# The task
Look through the material for lines with the word "LabNotFound", and copy each one.

(Data Opens)

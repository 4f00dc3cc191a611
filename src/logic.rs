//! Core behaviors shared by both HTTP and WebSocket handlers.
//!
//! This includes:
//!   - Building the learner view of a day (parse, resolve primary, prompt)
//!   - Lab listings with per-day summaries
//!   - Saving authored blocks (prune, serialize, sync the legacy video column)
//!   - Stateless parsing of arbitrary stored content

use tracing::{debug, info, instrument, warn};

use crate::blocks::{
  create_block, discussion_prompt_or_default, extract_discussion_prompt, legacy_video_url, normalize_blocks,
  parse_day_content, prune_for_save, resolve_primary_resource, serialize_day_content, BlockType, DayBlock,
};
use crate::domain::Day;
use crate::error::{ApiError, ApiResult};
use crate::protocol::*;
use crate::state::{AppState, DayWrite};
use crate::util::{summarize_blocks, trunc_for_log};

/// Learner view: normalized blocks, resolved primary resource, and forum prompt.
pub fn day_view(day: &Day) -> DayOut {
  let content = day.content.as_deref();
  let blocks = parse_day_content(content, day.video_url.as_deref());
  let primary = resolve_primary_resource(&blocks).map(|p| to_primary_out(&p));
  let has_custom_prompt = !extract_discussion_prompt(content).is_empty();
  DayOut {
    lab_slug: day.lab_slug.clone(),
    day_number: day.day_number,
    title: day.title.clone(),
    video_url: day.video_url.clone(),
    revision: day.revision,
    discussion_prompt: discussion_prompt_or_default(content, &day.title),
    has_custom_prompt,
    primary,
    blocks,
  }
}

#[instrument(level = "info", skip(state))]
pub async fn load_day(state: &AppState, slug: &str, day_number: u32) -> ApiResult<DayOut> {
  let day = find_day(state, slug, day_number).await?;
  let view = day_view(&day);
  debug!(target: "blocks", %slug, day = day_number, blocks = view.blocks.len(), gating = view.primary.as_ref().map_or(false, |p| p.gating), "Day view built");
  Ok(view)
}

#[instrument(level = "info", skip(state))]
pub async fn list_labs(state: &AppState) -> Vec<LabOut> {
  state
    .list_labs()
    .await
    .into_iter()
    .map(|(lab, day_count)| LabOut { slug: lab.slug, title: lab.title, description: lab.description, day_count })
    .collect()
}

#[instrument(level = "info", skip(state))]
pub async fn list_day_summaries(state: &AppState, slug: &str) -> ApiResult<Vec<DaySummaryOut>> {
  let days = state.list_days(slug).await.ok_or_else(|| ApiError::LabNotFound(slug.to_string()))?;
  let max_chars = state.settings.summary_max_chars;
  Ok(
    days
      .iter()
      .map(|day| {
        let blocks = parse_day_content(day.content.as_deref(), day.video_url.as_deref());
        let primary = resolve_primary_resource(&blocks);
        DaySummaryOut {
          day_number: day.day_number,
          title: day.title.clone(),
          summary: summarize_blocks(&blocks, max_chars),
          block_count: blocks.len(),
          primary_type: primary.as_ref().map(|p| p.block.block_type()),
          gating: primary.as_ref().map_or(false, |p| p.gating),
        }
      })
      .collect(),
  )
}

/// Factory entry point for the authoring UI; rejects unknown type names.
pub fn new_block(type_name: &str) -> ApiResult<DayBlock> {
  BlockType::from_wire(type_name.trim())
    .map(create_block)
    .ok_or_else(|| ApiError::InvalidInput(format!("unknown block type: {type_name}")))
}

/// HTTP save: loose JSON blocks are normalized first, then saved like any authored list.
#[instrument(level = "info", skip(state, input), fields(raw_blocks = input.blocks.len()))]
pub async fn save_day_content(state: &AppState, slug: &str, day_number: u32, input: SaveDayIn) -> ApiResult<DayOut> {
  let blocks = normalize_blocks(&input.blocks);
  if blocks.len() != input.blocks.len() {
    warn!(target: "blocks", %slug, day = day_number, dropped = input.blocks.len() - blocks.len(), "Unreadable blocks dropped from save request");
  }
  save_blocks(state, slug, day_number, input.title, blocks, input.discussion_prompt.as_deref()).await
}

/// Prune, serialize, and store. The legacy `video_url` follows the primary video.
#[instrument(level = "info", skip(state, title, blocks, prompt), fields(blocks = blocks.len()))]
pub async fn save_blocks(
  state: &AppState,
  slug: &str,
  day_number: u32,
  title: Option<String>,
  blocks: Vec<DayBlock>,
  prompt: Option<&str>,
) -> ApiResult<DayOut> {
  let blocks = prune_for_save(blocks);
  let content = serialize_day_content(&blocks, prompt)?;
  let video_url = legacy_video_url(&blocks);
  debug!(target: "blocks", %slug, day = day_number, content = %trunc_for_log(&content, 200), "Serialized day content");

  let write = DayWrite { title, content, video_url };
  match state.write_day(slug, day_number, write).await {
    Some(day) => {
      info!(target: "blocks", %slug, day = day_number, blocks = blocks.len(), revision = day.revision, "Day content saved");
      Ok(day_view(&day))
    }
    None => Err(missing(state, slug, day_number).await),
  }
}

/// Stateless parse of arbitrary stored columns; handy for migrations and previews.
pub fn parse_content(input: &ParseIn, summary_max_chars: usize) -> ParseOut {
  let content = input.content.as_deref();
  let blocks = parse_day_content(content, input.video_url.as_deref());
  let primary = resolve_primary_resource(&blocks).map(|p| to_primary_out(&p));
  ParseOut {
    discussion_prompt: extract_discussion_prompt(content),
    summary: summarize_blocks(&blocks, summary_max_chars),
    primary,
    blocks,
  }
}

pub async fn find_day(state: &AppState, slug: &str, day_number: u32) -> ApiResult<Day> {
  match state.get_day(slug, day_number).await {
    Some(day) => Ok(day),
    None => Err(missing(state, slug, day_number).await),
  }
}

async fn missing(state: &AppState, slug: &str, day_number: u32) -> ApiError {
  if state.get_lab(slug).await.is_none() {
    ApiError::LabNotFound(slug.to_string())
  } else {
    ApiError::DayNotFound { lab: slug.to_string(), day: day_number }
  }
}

(Data Closes)
(Data Opens)

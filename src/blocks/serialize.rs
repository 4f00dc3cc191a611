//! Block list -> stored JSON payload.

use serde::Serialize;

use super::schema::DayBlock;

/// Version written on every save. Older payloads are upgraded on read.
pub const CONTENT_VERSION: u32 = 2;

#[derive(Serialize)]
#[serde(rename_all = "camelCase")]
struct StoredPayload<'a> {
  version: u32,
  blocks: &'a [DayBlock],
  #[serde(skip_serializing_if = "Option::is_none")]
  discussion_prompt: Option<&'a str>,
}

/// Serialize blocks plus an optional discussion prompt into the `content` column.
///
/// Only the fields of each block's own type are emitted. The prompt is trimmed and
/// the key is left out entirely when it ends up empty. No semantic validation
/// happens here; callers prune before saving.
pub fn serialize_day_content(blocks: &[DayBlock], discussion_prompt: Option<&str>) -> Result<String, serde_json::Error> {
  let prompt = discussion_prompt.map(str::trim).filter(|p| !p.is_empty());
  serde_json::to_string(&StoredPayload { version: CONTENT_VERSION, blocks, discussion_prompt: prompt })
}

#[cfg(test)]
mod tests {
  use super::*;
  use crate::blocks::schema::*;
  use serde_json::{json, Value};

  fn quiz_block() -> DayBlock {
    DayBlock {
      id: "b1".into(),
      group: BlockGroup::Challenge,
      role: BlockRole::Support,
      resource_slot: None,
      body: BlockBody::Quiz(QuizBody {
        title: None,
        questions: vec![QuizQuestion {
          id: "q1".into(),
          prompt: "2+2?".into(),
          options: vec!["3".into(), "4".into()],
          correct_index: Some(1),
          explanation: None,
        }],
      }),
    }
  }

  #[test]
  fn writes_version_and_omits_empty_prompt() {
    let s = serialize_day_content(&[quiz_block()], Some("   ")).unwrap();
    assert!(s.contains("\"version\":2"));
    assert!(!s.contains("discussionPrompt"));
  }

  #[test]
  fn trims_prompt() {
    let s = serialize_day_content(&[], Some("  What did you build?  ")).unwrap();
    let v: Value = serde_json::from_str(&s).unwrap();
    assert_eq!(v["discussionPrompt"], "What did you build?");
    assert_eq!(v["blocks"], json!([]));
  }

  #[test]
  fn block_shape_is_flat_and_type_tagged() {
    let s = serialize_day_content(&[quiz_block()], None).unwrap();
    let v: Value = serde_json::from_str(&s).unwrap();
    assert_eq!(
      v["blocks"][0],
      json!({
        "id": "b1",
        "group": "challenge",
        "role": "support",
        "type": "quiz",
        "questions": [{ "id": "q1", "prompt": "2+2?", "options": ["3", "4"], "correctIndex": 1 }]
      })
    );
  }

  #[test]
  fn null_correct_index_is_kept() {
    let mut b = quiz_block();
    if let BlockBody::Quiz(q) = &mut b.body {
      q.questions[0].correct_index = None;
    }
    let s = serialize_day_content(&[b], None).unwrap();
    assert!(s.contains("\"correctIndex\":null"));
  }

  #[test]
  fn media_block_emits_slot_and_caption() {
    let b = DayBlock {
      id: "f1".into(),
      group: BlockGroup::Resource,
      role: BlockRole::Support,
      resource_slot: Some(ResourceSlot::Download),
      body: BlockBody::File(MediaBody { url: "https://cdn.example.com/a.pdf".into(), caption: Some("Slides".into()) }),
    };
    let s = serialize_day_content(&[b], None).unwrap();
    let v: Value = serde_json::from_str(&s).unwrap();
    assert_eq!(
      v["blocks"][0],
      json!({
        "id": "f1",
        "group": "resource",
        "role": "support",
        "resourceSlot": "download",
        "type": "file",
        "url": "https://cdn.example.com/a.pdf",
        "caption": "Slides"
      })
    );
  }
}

(Data Closes)

# Solution to this exercise
  let days = state.list_days(slug).await.ok_or_else(|| ApiError::LabNotFound(slug.to_string()))?;
    ApiError::LabNotFound(slug.to_string())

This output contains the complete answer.